The present study was designed to investigate whether livestock exposure contributes to the development of IBD and whether potential risk factors can be identified. Therefore the clinical events over a three-year period prior to established IBD diagnosis were explored. Morbidity of the GI-tract was confirmed to be highly associated with the development of IBD. In addition, having infections appeared to be a risk factor, but only in neighbouring residents living in the vicinity of poultry farms. Nonetheless, livestock exposure, as an environmental factor, contributed little to the development of IBD. These results support the hypothesis that residents in livestock dense areas generally are protected for the development of inflammatory diseases.

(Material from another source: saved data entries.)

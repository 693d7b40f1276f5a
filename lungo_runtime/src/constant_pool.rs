use crate::Error::{InvalidConstant, InvalidConstantIndex};
use crate::{Field, Klass, Method, Result};
use std::fmt;
use std::sync::Arc;

/// A single resolved constant pool entry.
///
/// Symbolic references have already been resolved to direct handles by the
/// class loading collaborator; the translator embeds the handles into the
/// lowered instruction stream without further lookups.
#[derive(Clone, Debug)]
pub enum PoolEntry {
    Integer(i32),
    Long(i64),
    Float(f32),
    Double(f64),
    String(String),
    Class(Arc<Klass>),
    Field(Arc<Field>),
    Method(Arc<Method>),
}

impl fmt::Display for PoolEntry {
    fn fmt(&self, f: &mut fmt::Formatter<'_>) -> fmt::Result {
        match self {
            PoolEntry::Integer(value) => write!(f, "Integer {value}"),
            PoolEntry::Long(value) => write!(f, "Long {value}"),
            PoolEntry::Float(value) => write!(f, "Float {value}"),
            PoolEntry::Double(value) => write!(f, "Double {value}"),
            PoolEntry::String(value) => write!(f, "String {value:?}"),
            PoolEntry::Class(klass) => write!(f, "Class {}", klass.name()),
            PoolEntry::Field(field) => write!(f, "Field {field}"),
            PoolEntry::Method(method) => write!(f, "Method {method}"),
        }
    }
}

impl PoolEntry {
    fn kind(&self) -> &'static str {
        match self {
            PoolEntry::Integer(_) => "Integer",
            PoolEntry::Long(_) => "Long",
            PoolEntry::Float(_) => "Float",
            PoolEntry::Double(_) => "Double",
            PoolEntry::String(_) => "String",
            PoolEntry::Class(_) => "Class",
            PoolEntry::Field(_) => "Field",
            PoolEntry::Method(_) => "Method",
        }
    }
}

/// A per-class table of resolved constants, indexed by the one-based `u16`
/// indices that appear in source bytecode.
#[derive(Clone, Debug, Default)]
pub struct RuntimeConstantPool {
    entries: Vec<PoolEntry>,
}

impl RuntimeConstantPool {
    /// Create an empty constant pool.
    #[must_use]
    pub fn new() -> Self {
        Self::default()
    }

    /// Add an entry, returning its one-based index.
    pub fn add(&mut self, entry: PoolEntry) -> u16 {
        self.entries.push(entry);
        u16::try_from(self.entries.len()).unwrap_or(u16::MAX)
    }

    /// The number of entries.
    #[must_use]
    pub fn len(&self) -> usize {
        self.entries.len()
    }

    /// Check if the pool is empty.
    #[must_use]
    pub fn is_empty(&self) -> bool {
        self.entries.is_empty()
    }

    /// Get an entry by its one-based index.
    ///
    /// # Errors
    ///
    /// if the index is zero or past the end of the pool.
    pub fn try_get(&self, index: u16) -> Result<&PoolEntry> {
        index
            .checked_sub(1)
            .and_then(|index| self.entries.get(usize::from(index)))
            .ok_or(InvalidConstantIndex(index))
    }

    /// Get a class entry.
    ///
    /// # Errors
    ///
    /// if the index is invalid or the entry is not a class.
    pub fn try_get_class(&self, index: u16) -> Result<&Arc<Klass>> {
        match self.try_get(index)? {
            PoolEntry::Class(klass) => Ok(klass),
            entry => Err(InvalidConstant {
                expected: "Class".to_string(),
                actual: entry.kind().to_string(),
            }),
        }
    }

    /// Get a field entry.
    ///
    /// # Errors
    ///
    /// if the index is invalid or the entry is not a field.
    pub fn try_get_field(&self, index: u16) -> Result<&Arc<Field>> {
        match self.try_get(index)? {
            PoolEntry::Field(field) => Ok(field),
            entry => Err(InvalidConstant {
                expected: "Field".to_string(),
                actual: entry.kind().to_string(),
            }),
        }
    }

    /// Get a method entry.
    ///
    /// # Errors
    ///
    /// if the index is invalid or the entry is not a method.
    pub fn try_get_method(&self, index: u16) -> Result<&Arc<Method>> {
        match self.try_get(index)? {
            PoolEntry::Method(method) => Ok(method),
            entry => Err(InvalidConstant {
                expected: "Method".to_string(),
                actual: entry.kind().to_string(),
            }),
        }
    }
}

#[cfg(test)]
mod tests {
    use super::*;

    #[test]
    fn test_add_and_get() -> Result<()> {
        let mut pool = RuntimeConstantPool::new();
        let index = pool.add(PoolEntry::Integer(42));
        assert_eq!(1, index);
        assert!(matches!(pool.try_get(index)?, PoolEntry::Integer(42)));
        Ok(())
    }

    #[test]
    fn test_index_zero_is_invalid() {
        let pool = RuntimeConstantPool::new();
        assert!(pool.try_get(0).is_err());
    }

    #[test]
    fn test_index_past_end_is_invalid() {
        let mut pool = RuntimeConstantPool::new();
        pool.add(PoolEntry::Integer(1));
        assert!(pool.try_get(2).is_err());
    }

    #[test]
    fn test_kind_mismatch() {
        let mut pool = RuntimeConstantPool::new();
        let index = pool.add(PoolEntry::Integer(1));
        assert!(pool.try_get_class(index).is_err());
        assert!(pool.try_get_field(index).is_err());
        assert!(pool.try_get_method(index).is_err());
    }
}
use crate::Error::InternalError;
use crate::{FieldAccessFlags, JvmType, Klass, Result};
use std::fmt;
use std::sync::{Arc, OnceLock, Weak};

/// A resolved field handle.
///
/// The `offset` indexes either the declaring class's static value storage
/// (static fields) or the per-object slot storage (instance fields).
pub struct Field {
    name: String,
    field_type: JvmType,
    access_flags: FieldAccessFlags,
    offset: u16,
    owner: OnceLock<Weak<Klass>>,
}

impl Field {
    pub(crate) fn new(
        name: String,
        field_type: JvmType,
        access_flags: FieldAccessFlags,
        offset: u16,
    ) -> Self {
        Self {
            name,
            field_type,
            access_flags,
            offset,
            owner: OnceLock::new(),
        }
    }

    /// Get the field name.
    #[must_use]
    pub fn name(&self) -> &str {
        &self.name
    }

    /// Get the field type.
    #[must_use]
    pub fn field_type(&self) -> JvmType {
        self.field_type
    }

    /// Get the field access flags.
    #[must_use]
    pub fn access_flags(&self) -> &FieldAccessFlags {
        &self.access_flags
    }

    /// Check if the field is static.
    #[must_use]
    pub fn is_static(&self) -> bool {
        self.access_flags.contains(FieldAccessFlags::STATIC)
    }

    /// The slot this field occupies in its storage.
    #[must_use]
    pub fn offset(&self) -> u16 {
        self.offset
    }

    pub(crate) fn bind(&self, owner: Weak<Klass>) {
        let _ = self.owner.set(owner);
    }

    /// Get the class that declares this field.
    ///
    /// # Errors
    ///
    /// if the field has not been bound to a class or the class was dropped.
    pub fn klass(&self) -> Result<Arc<Klass>> {
        self.owner
            .get()
            .and_then(Weak::upgrade)
            .ok_or_else(|| InternalError(format!("field {} is not bound to a class", self.name)))
    }
}

impl fmt::Debug for Field {
    fn fmt(&self, f: &mut fmt::Formatter<'_>) -> fmt::Result {
        f.debug_struct("Field")
            .field("name", &self.name)
            .field("field_type", &self.field_type)
            .field("access_flags", &self.access_flags)
            .field("offset", &self.offset)
            .finish_non_exhaustive()
    }
}

impl fmt::Display for Field {
    fn fmt(&self, f: &mut fmt::Formatter<'_>) -> fmt::Result {
        write!(f, "{} {}", self.field_type, self.name)
    }
}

We investigated 141 cases in a livestock dense area and 109 cases in a reference area with less livestock farms, selected from electronic health records, as registered by GPs, of 648 and 395 patients with IBD, respectively. We found a positive association between other autoimmune diseases and the development of IBD. This positive association was only significant in the exposed area, irrespective of the presence of livestock within 500m. We considered the following autoimmune diseases: pernicious anaemia, diabetes mellitus type 1 and 2, psoriasis, multiple sclerosis and rheumatoid arthritis. For all these diseases, an association with IBD has also been found by others [2123], which supports the hypothesis that patients with autoimmune diseases are prone to develop other autoimmune diseases [24]. However, shared aetiologies, which lie at the heart of most of these relations, may not fully explain why we only found this positive association for those in a livestock dense area. Further research is required to investigate the contribution of other environmental factors, such as particulate matter and microbial agents in this area, in more detail.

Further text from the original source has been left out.